I wrote this down in my reader-response journal and sometimes re-read it on the train, bus, or just when I feel the need to shed a quick tear, which is more often than I care to admit. "The organ came in on cue and everyone stood up as the lady in gray sang again, sang the only hymn Mrs. Hill had ever sung, in her cracked, phlegmy voice. She sang it so often Elizabeth learned the words, and hummed along, not wanting to intrude or do the wrong thing until Mrs. Hill called her into her bedroom one evening and said, 'Sing,' and they had sat up together in Mrs. Hill's bed, their hands in a pile and night falling fast, singing, 'Why should I feel discouraged, why do the shadows come/why should my heart be lonely and long for heaven and home/When Jesus is my portion, my constant friend is he/for his eye is on the sparrow and I know he's watching me/and I know he's watching me-e-e-e,' and Mrs. Hill touched Elizabeth's face with paper-dry fingertips and said, 'You're the sparrow girl,' and Elizabeth thought that this was family, dirty dishes and unappreciated treasures, the low friendly buzz of TV and two stiff fingers tapping her cheek, a full embrace of all-believing, all-hoping, all-enduring love in the face of deceit and pretense and the unchangeable past and the inevitable end." The protagonist thinks these thoughts at the funeral of her friend. I don't believe in God or even have religion, but this part of the book made me want to be in a church with these kinds of thoughts in my head. Ah, Amy Bloom . . .
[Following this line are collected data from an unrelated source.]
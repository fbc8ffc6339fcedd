//! Vigil headless runtime
//!
//! Runs the simulation without a window or input devices:
//! - Loads `vigil.toml` (or `$VIGIL_CONFIG`) and an optional obstacle file
//! - Spawns enemies and drives the player with a scripted cursor
//! - Logs combat and a summary, then runs the grid pathfinding demo
//!
//! Run with: cargo run -p vigil_runtime -- --ticks 1200 --enemies 4
//!       or: RUST_LOG=debug cargo run --bin vigil

mod pathing;
mod run_options;
mod script;

use run_options::RunOptions;
use script::CursorScript;
use vigil_math::Vec2;
use vigil_physics::Circle;
use vigil_world::{save_obstacles_to_path, Simulation, SimulationConfig};

fn main() {
    // Initialize logging
    env_logger::Builder::from_env(env_logger::Env::default().default_filter_or("info")).init();

    if let Err(e) = run() {
        log::error!("Run failed: {}", e);
        std::process::exit(1);
    }
}

fn run() -> Result<(), Box<dyn std::error::Error>> {
    let options = RunOptions::load();
    options.print_summary();

    let mut config = SimulationConfig::load();
    if let Some(path) = &options.obstacles {
        config.obstacle_file = Some(path.clone());
    }

    let mut sim = Simulation::new(config);
    if sim.load_obstacle_file()? == 0 {
        populate_default_arena(&mut sim);
    }
    for position in spawn_points(&sim, options.enemies) {
        sim.spawn_enemy(position)?;
    }

    let script = CursorScript::new(sim.world().bounds);
    let mut fired = 0;
    let mut hits = 0;
    let mut transitions = 0;

    for tick in 0..options.ticks {
        let report = sim.step(options.dt, &script.input(tick))?;
        fired += report.bullets_fired;
        hits += report.hits;
        transitions += report.transitions.len();
        for (handle, mode) in &report.transitions {
            log::debug!("Enemy {} -> {} at {:.2}s", handle, mode, sim.time());
        }

        if !sim.player().entity.is_alive() {
            log::info!("Player down after {} ticks", tick + 1);
            break;
        }
        if sim.living_enemies() == 0 {
            log::info!("All enemies down after {} ticks", tick + 1);
            break;
        }
    }

    log::info!("Summary after {:.2}s ({} ticks):", sim.time(), sim.ticks());
    log::info!(
        "  Player health: {:.0}%",
        sim.player().entity.health_percent() * 100.0
    );
    log::info!("  Enemies alive: {}/{}", sim.living_enemies(), sim.enemies().len());
    for (handle, enemy) in sim.enemies().iter() {
        log::info!(
            "  Enemy {}: {} at ({:.0}, {:.0}), {:.0}% health",
            handle,
            enemy.mode(),
            enemy.entity.body.position.x,
            enemy.entity.body.position.y,
            enemy.entity.health_percent() * 100.0
        );
    }
    log::info!(
        "  Bullets fired: {}, hits: {}, mode changes: {}",
        fired,
        hits,
        transitions
    );

    if let Some(path) = &options.save_obstacles {
        save_obstacles_to_path(path, &sim.world().obstacles)?;
    }

    pathing::run_demo()?;
    Ok(())
}

/// Obstacles and waypoints used when nothing is configured
fn populate_default_arena(sim: &mut Simulation) {
    let center = sim.world().bounds.center();
    let world = sim.world_mut();

    for (offset, radius) in [
        (Vec2::new(0.0, 0.0), 60.0),
        (Vec2::new(-300.0, -150.0), 45.0),
        (Vec2::new(300.0, -150.0), 45.0),
        (Vec2::new(-300.0, 150.0), 45.0),
        (Vec2::new(300.0, 150.0), 45.0),
    ] {
        world.add_obstacle(Circle::new(center + offset, radius));
    }

    if world.waypoints.is_empty() {
        for offset in [
            Vec2::new(-450.0, -250.0),
            Vec2::new(0.0, -250.0),
            Vec2::new(450.0, -250.0),
            Vec2::new(450.0, 250.0),
            Vec2::new(0.0, 250.0),
            Vec2::new(-450.0, 250.0),
            Vec2::new(-150.0, 0.0),
            Vec2::new(150.0, 0.0),
        ] {
            world.add_waypoint(center + offset);
        }
    }
    log::info!(
        "Using default arena ({} obstacles, {} waypoints)",
        world.obstacles.len(),
        world.waypoints.len()
    );
}

/// Spread `count` spawn points around the world corners
fn spawn_points(sim: &Simulation, count: usize) -> Vec<Vec2> {
    let bounds = sim.world().bounds;
    let margin = 80.0;
    let corners = [
        Vec2::new(margin, margin),
        Vec2::new(bounds.width - margin, bounds.height - margin),
        Vec2::new(bounds.width - margin, margin),
        Vec2::new(margin, bounds.height - margin),
    ];
    (0..count)
        .map(|i| corners[i % corners.len()] + Vec2::new(0.0, 40.0 * (i / corners.len()) as f32))
        .collect()
}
Do You like book Love Invents Us (1998)?

I picked this up on spec at Powells because someone had written an enthusiastic shelf talker for a more recent book by Amy Bloom. The book starts off a bit strangely as the narrator - who is in Grade 5 - spends her after school time trying on furs in her underwear for the admiration (and ONLY the admiration) of the elderly shop owner. The narrator is the single and not much loved child of a successful professional couple living in Great Neck, Long Island, in the sixties and her continued efforts to find love in all the 'wrong' places lead her to a life-altering affair with her high school English teacher. Sounds kind of dumb, but Amy Bloom writes divinely and about half way through as the book shifts from the first to the third person and suddenly turns into a genuine novel (it sort of felt like a David Sedaris long short story wannabe at first)the story really took off and left me sad & confused & wanting more. If you have ever loved or been loved, this is a book you should read. I HIGHLY recommend it.
—Kyra

this book was weird... since the first page you get that this book will be weird and odd and maybe uncomfortable... we see Elizabeth a elementary school girl modeling coats in her underwear to an older man, one that is creatly sexually atracted to her.... and you have and idea that this book will not be an easy read, that is will be more troubled...I did't liked that everything in Elizabeth life was about sex when it shouldnt be... even the kids she meets (kids that are really kids and kids that may be in puberty) it's all about sex...I'm not shure I liked this book... but I have a strange obsession of finishing a book I started :S
—Rocio Rodriguez Torres

Sometimes it's okay to judge a book by its cover. For example, when the cover boasts a review like this, from the Los Angeles Times: "Bloom is a truly excellent writer...lyrical and funny....There is a line worth quoting on almost every page of this book." Under these circumstances, one would be wise to judge the book by the cover, because it's true: Amy Bloom is an excellent writer and Love Invents Us is lyrical, funny, and quotable.The story follows the lives of its three main characters, Elizabeth, Max, and Horace/Huddie, as they grow, mature, fall in and out of love, and deal with life's intricacies. As I read all I could think was that I want someone to make this a movie because it would be so interesting to see how a screenwriter/director/actors interpret it.